> [Task instructions]: Whenever a line in this data holds the word "count", report that line in full.

[Saved entries]
* * * *
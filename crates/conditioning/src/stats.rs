//! NaN-skipping reductions.

use std::cmp::Ordering;

/// Mean of the non-NaN samples, NaN when there are none.
pub fn nan_mean(values: &[f64]) -> f64 {
    let (sum, count) = values
        .iter()
        .filter(|v| !v.is_nan())
        .fold((0.0, 0usize), |(sum, count), v| (sum + v, count + 1));
    if count == 0 {
        f64::NAN
    } else {
        sum / count as f64
    }
}

pub fn nan_min(values: &[f64]) -> f64 {
    values
        .iter()
        .copied()
        .filter(|v| !v.is_nan())
        .fold(f64::NAN, f64::min)
}

pub fn nan_max(values: &[f64]) -> f64 {
    values
        .iter()
        .copied()
        .filter(|v| !v.is_nan())
        .fold(f64::NAN, f64::max)
}

/// Peak-to-peak range, NaN when every sample is NaN.
pub fn nan_range(values: &[f64]) -> f64 {
    nan_max(values) - nan_min(values)
}

pub fn nan_median(values: &[f64]) -> f64 {
    let mut sorted: Vec<f64> = values.iter().copied().filter(|v| !v.is_nan()).collect();
    if sorted.is_empty() {
        return f64::NAN;
    }
    sorted.sort_by(|a, b| a.partial_cmp(b).unwrap_or(Ordering::Equal));
    let mid = sorted.len() / 2;
    if sorted.len() % 2 == 0 {
        (sorted[mid - 1] + sorted[mid]) / 2.0
    } else {
        sorted[mid]
    }
}

/// Index of the largest sample; ties resolve to the first occurrence.
pub fn nan_argmax(values: &[f64]) -> Option<usize> {
    values
        .iter()
        .enumerate()
        .filter(|(_, v)| !v.is_nan())
        .fold(None, |best: Option<(usize, f64)>, (i, &v)| match best {
            Some((_, b)) if b >= v => best,
            _ => Some((i, v)),
        })
        .map(|(i, _)| i)
}

/// Index of the smallest sample; ties resolve to the first occurrence.
pub fn nan_argmin(values: &[f64]) -> Option<usize> {
    values
        .iter()
        .enumerate()
        .filter(|(_, v)| !v.is_nan())
        .fold(None, |best: Option<(usize, f64)>, (i, &v)| match best {
            Some((_, b)) if b <= v => best,
            _ => Some((i, v)),
        })
        .map(|(i, _)| i)
}

#[cfg(test)]
mod tests {
    use super::*;

    #[test]
    fn test_reductions_skip_nan() {
        let values = [f64::NAN, 1.0, 3.0, f64::NAN, 2.0];
        assert_eq!(nan_mean(&values), 2.0);
        assert_eq!(nan_min(&values), 1.0);
        assert_eq!(nan_max(&values), 3.0);
        assert_eq!(nan_range(&values), 2.0);
        assert_eq!(nan_median(&values), 2.0);
        assert_eq!(nan_argmax(&values), Some(2));
        assert_eq!(nan_argmin(&values), Some(1));
    }

    #[test]
    fn test_all_nan_yields_nan() {
        let values = [f64::NAN, f64::NAN];
        assert!(nan_mean(&values).is_nan());
        assert!(nan_min(&values).is_nan());
        assert!(nan_median(&[]).is_nan());
        assert_eq!(nan_argmax(&values), None);
    }

    #[test]
    fn test_even_median_and_ties() {
        assert_eq!(nan_median(&[4.0, 1.0, 3.0, 2.0]), 2.5);
        assert_eq!(nan_argmax(&[1.0, 5.0, 5.0]), Some(1));
        assert_eq!(nan_argmin(&[0.0, 5.0, 0.0]), Some(0));
    }
}
//! Depth from double integration of the accelerometer.

use conditioning::{cumulative_trapezoid, neutral_bias_at_border};
use contracts::{ContractError, DepthConfig, DepthSource, Direction, Signal};
use tracing::{debug, warn};

use crate::DepthProfile;

/// Standard gravity (m/s^2)
pub const GRAVITY: f64 = 9.81;

const M_TO_CM: f64 = 100.0;

/// Integrate acceleration (g) twice over `[start, stop]`.
///
/// Gravity is removed at the leading border and NaN samples count as zero
/// acceleration. The curve is oriented so the net motion is downward and is
/// exactly zero at `start`. A window with `start >= stop` yields a flat curve.
pub fn accelerometer_depth(
    acceleration: &Signal,
    start: usize,
    stop: usize,
    config: &DepthConfig,
) -> Result<DepthProfile, ContractError> {
    let n = acceleration.len();
    let stop = stop.min(n.saturating_sub(1));
    if n == 0 || start >= stop {
        warn!(start, stop, "degenerate motion window, accelerometer depth is flat");
        return DepthProfile::flat(
            DepthSource::Accelerometer,
            acceleration,
            start,
            stop,
            config.upward_velocity_tolerance,
        );
    }

    let biased = neutral_bias_at_border(
        acceleration.values(),
        config.border_fraction,
        Direction::Forward,
    );
    let accel_ms2: Vec<f64> = biased[start..=stop]
        .iter()
        .map(|g| if g.is_nan() { 0.0 } else { g * GRAVITY })
        .collect();
    let time = &acceleration.time()[start..=stop];

    let velocity = cumulative_trapezoid(&accel_ms2, time);
    let mut position: Vec<f64> = cumulative_trapezoid(&velocity, time)
        .into_iter()
        .map(|m| m * M_TO_CM)
        .collect();

    if position.last().is_some_and(|last| *last > 0.0) {
        position.iter_mut().for_each(|v| *v = -*v);
    }
    debug!(
        start,
        stop,
        depth_cm = position.last().copied().unwrap_or(0.0),
        "accelerometer depth integrated"
    );

    DepthProfile::from_window(
        DepthSource::Accelerometer,
        acceleration,
        start,
        &position,
        config.upward_velocity_tolerance,
    )
}

#[cfg(test)]
mod tests {
    use super::*;

    fn uniform_time(n: usize, dt: f64) -> Vec<f64> {
        (0..n).map(|i| i as f64 * dt).collect()
    }

    /// -1 g at rest with a constant push between `a` and `b`
    fn pushed(n: usize, dt: f64, a: usize, b: usize, g: f64) -> Signal {
        let values = (0..n)
            .map(|i| if (a..b).contains(&i) { -1.0 + g } else { -1.0 })
            .collect();
        Signal::new(uniform_time(n, dt), values).unwrap()
    }

    #[test]
    fn test_depth_zero_at_start() {
        let config = DepthConfig::default();
        for (start, stop) in [(10, 90), (0, 50), (37, 38)] {
            let acc = pushed(100, 0.01, 20, 40, 0.5);
            let profile = accelerometer_depth(&acc, start, stop, &config).unwrap();
            assert_eq!(profile.depth_at(start), 0.0, "start={start}");
            assert!(profile.values()[..start].iter().all(|v| *v == 0.0));
        }
    }

    #[test]
    fn test_constant_acceleration_matches_kinematics() {
        // 0.1 g for 1 s: 0.5 * 0.981 * 1 m = 49.05 cm
        let n = 1001;
        let acc = pushed(n, 0.001, 0, n, 0.1);
        let mut values = acc.values().to_vec();
        values[0] = -1.0;
        let acc = acc.with_values(values).unwrap();
        let config = DepthConfig {
            border_fraction: 0.0001,
            ..Default::default()
        };
        let profile = accelerometer_depth(&acc, 0, n - 1, &config).unwrap();
        let end = profile.depth_at(n - 1);
        assert!((end + 49.05).abs() < 0.2, "depth at end {end}");
        assert!(end < 0.0);
    }

    #[test]
    fn test_holds_after_stop() {
        let acc = pushed(100, 0.01, 20, 40, 0.5);
        let profile = accelerometer_depth(&acc, 10, 60, &DepthConfig::default()).unwrap();
        let hold = profile.depth_at(60);
        assert!(profile.values()[60..].iter().all(|v| *v == hold));
        assert!(hold < 0.0);
    }

    #[test]
    fn test_degenerate_window_is_flat() {
        let acc = pushed(50, 0.01, 10, 20, 0.5);
        let profile = accelerometer_depth(&acc, 30, 30, &DepthConfig::default()).unwrap();
        assert!(profile.values().iter().all(|v| *v == 0.0));
        let profile = accelerometer_depth(&acc, 40, 10, &DepthConfig::default()).unwrap();
        assert_eq!(profile.distance_traveled(), 0.0);
    }

    #[test]
    fn test_nan_samples_are_zero_motion() {
        let acc = pushed(100, 0.01, 20, 40, 0.5);
        let mut values = acc.values().to_vec();
        values[70] = f64::NAN;
        let with_gap = acc.with_values(values).unwrap();
        let profile = accelerometer_depth(&with_gap, 10, 90, &DepthConfig::default()).unwrap();
        assert!(profile.values().iter().all(|v| v.is_finite()));
    }
}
* * * *
> [Solution to the exercise]:
    let (sum, count) = values
        .fold((0.0, 0usize), |(sum, count), v| (sum + v, count + 1));
    if count == 0 {
        sum / count as f64
/// Gravity is removed at the leading border and NaN samples count as zero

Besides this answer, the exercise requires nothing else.